- Kenwood Kenwood
- Coordinates: 36°18′04″N 94°59′52″W﻿ / ﻿36.30111°N 94.99778°W
- Country: United States
- State: Oklahoma
- Counties: Delaware, Mayes

Area
- • Total: 45.06 sq mi (116.70 km^{2})
- • Land: 45.06 sq mi (116.70 km^{2})
- • Water: 0 sq mi (0.00 km^{2})
- Elevation: 814 ft (248 m)

Population (2020)
- • Total: 904
- • Density: 20.1/sq mi (7.75/km^{2})
- Time zone: UTC-6 (Central (CST))
- • Summer (DST): UTC-5 (CDT)
- ZIP Codes: 74365 (Salina); 74364 (Rose); 74342 (Eucha); 74366 (Spavinaw);
- Area codes: 539/918
- GNIS feature ID: 2584383
- FIPS code: 40-39450

= Kenwood, Oklahoma =

Kenwood is an unincorporated community and census-designated place (CDP) in Delaware and Mayes counties, Oklahoma, United States. As of the 2020 census, it had a population of 904, down from 1,224 in 2010.

==History==
Kenwood once had a post office, which opened on May 25, 1922. The community's name came from a combination of William Kennedy and the National Hardwood Company.

==Geography==
The eastern half of Kenwood is in Delaware County, while the western half is in Mayes County. Kenwood is 20 mi by road southwest of Jay, the Delaware County seat. It is 11 mi east of Salina. According to the U.S. Census Bureau, the Kenwood CDP has an area of 45.1 sqmi, all of it recorded as land. The community is drained by Saline Creek, which flows west through the center of the CDP and joins the Neosho River in Lake Hudson 3 mi to the west of the CDP's border.

==Demographics==

Historical population
| Census | Pop. | Note | %± |
| 2010 | 1,224 |  | — |
| 2020 | 904 |  | −26.1% |
U.S. Decennial Census

===2020 census===
As of the 2020 census, Kenwood had a population of 904. The median age was 40.6 years. 23.5% of residents were under the age of 18 and 17.8% of residents were 65 years of age or older. For every 100 females there were 95.7 males, and for every 100 females age 18 and over there were 98.3 males age 18 and over.

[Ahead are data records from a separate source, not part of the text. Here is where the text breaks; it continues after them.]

//! Protocol gateway: the only place that talks to the homeserver.
//!
//! The engine sees the server through the [`Gateway`] trait. `matrix` holds
//! the HTTP implementation; tests use the in-memory one in `memory`.

use std::time::Duration;

use async_trait::async_trait;
use serde_json::{Map, Value, json};
use thiserror::Error;

use crate::engine::events::{Member, Room, RoomEvent, StateEvent};
use crate::strategy::Profile;

pub mod matrix;
#[cfg(test)]
pub mod memory;

pub use matrix::MatrixGateway;

/// State event type of a space's child entries.
pub const SPACE_CHILD_EVENT: &str = "m.space.child";
/// State event type of room membership, keyed by user id.
pub const ROOM_MEMBER_EVENT: &str = "m.room.member";
/// State event types bridges use to announce themselves in a room.
pub const BRIDGE_EVENT_TYPES: &[&str] = &["m.bridge", "uk.half-shot.bridge"];

/// Failure of a single gateway operation.
#[derive(Error, Debug, Clone, PartialEq, Eq)]
pub enum GatewayError {
    /// Bad credentials or an invalidated session. Fatal.
    #[error("Authentication failed: {message}")]
    Auth { message: String },

    /// Transport failure or a transient server error.
    #[error("Network error: {message}")]
    Network { message: String },

    /// The server refused a write.
    #[error("Permission denied: {message}")]
    Permission { message: String },

    /// The server answered with something we could not understand.
    #[error("Protocol error: {message}")]
    Protocol { message: String },
}

impl GatewayError {
    pub fn network(message: impl Into<String>) -> Self {
        Self::Network {
            message: message.into(),
        }
    }

    pub fn permission(message: impl Into<String>) -> Self {
        Self::Permission {
            message: message.into(),
        }
    }

    /// Whether the whole run has to stop.
    pub fn is_fatal(&self) -> bool {
        matches!(self, Self::Auth { .. })
    }
}

#[derive(Debug, Clone)]
pub struct Credentials {
    pub user_id: String,
    pub password: String,
    pub device_id: String,
}

#[derive(Debug, Clone, PartialEq, Eq)]
pub struct Session {
    pub user_id: String,
    pub device_id: String,
}

/// Result of the initial full-state sync.
#[derive(Debug, Clone, Default)]
pub struct Snapshot {
    pub rooms: Vec<Room>,
}

impl Snapshot {
    pub fn spaces(&self) -> impl Iterator<Item = &Room> {
        self.rooms.iter().filter(|r| r.is_space())
    }
}

#[async_trait]
pub trait Gateway: Send {
    async fn login(&mut self, credentials: &Credentials) -> Result<Session, GatewayError>;

    /// Fetch every joined room with full state and remember the sync position.
    async fn full_state_sync(&mut self) -> Result<Snapshot, GatewayError>;

    /// Look up a room in the directory kept up to date by syncing.
    fn room(&self, room_id: &str) -> Option<Room>;

    async fn joined_members(&mut self, room_id: &str) -> Result<Vec<Member>, GatewayError>;

    /// Full current state of a room.
    async fn room_state(&mut self, room_id: &str) -> Result<Vec<StateEvent>, GatewayError>;

    /// Content of one state entry, `None` when the server has no such entry.
    async fn read_room_state(
        &mut self,
        room_id: &str,
        event_type: &str,
        state_key: &str,
    ) -> Result<Option<Value>, GatewayError>;

    async fn write_room_state(
        &mut self,
        room_id: &str,
        event_type: &str,
        state_key: &str,
        content: Value,
    ) -> Result<(), GatewayError>;

    /// One long-poll for new events. Returns an empty batch when the poll
    /// times out; the caller simply polls again.
    async fn poll_events(&mut self, timeout: Duration) -> Result<Vec<RoomEvent>, GatewayError>;

    /// Invalidate the session. Calling it twice is harmless.
    async fn logout(&mut self) -> Result<(), GatewayError>;

    /// Drop local resources. Calling it twice is harmless.
    async fn close(&mut self);
}

/// Content of a live space-child entry.
pub fn space_child_content(via: &[String]) -> Value {
    json!({
        "via": via,
        "auto_join": false,
        "suggested": false,
    })
}

/// Content of a tombstoned space-child entry.
pub fn space_child_tombstone() -> Value {
    Value::Object(Map::new())
}

/// Content of the acting account's own member event with a new profile.
pub fn member_content(profile: &Profile) -> Value {
    let mut content = Map::new();
    content.insert("membership".into(), Value::from("join"));
    if let Some(name) = &profile.name {
        content.insert("displayname".into(), Value::from(name.as_str()));
    }
    if let Some(avatar) = &profile.avatar_url {
        content.insert("avatar_url".into(), Value::from(avatar.as_str()));
    }
    Value::Object(content)
}

/// Protocol id announced by a bridge state event (`content.protocol.id`).
pub fn bridge_protocol(content: &Value) -> Option<String> {
    content
        .get("protocol")
        .and_then(|p| p.get("id"))
        .and_then(Value::as_str)
        .map(str::to_string)
}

0.0% of residents lived in urban areas, while 100.0% lived in rural areas.

There were 318 households in Kenwood, of which 35.5% had children under the age of 18 living in them. Of all households, 59.4% were married-couple households, 13.8% were households with a male householder and no spouse or partner present, and 19.8% were households with a female householder and no spouse or partner present. About 17.6% of all households were made up of individuals and 7.9% had someone living alone who was 65 years of age or older.

There were 411 housing units, of which 22.6% were vacant. The homeowner vacancy rate was 1.5% and the rental vacancy rate was 0.0%.

Racial composition as of the 2020 census
| Race | Number | Percent |
|---|---|---|
| White | 306 | 33.8% |
| Black or African American | 1 | 0.1% |
| American Indian and Alaska Native | 508 | 56.2% |
| Asian | 11 | 1.2% |
| Native Hawaiian and Other Pacific Islander | 0 | 0.0% |
| Some other race | 5 | 0.6% |
| Two or more races | 73 | 8.1% |
| Hispanic or Latino (of any race) | 19 | 2.1% |

===2010 census===
As of the 2010 United States census, Kenwood had a population of 1,224.
==Education==
It is divided between the Wickliffe Public School elementary school district and the Salina Public Schools school district.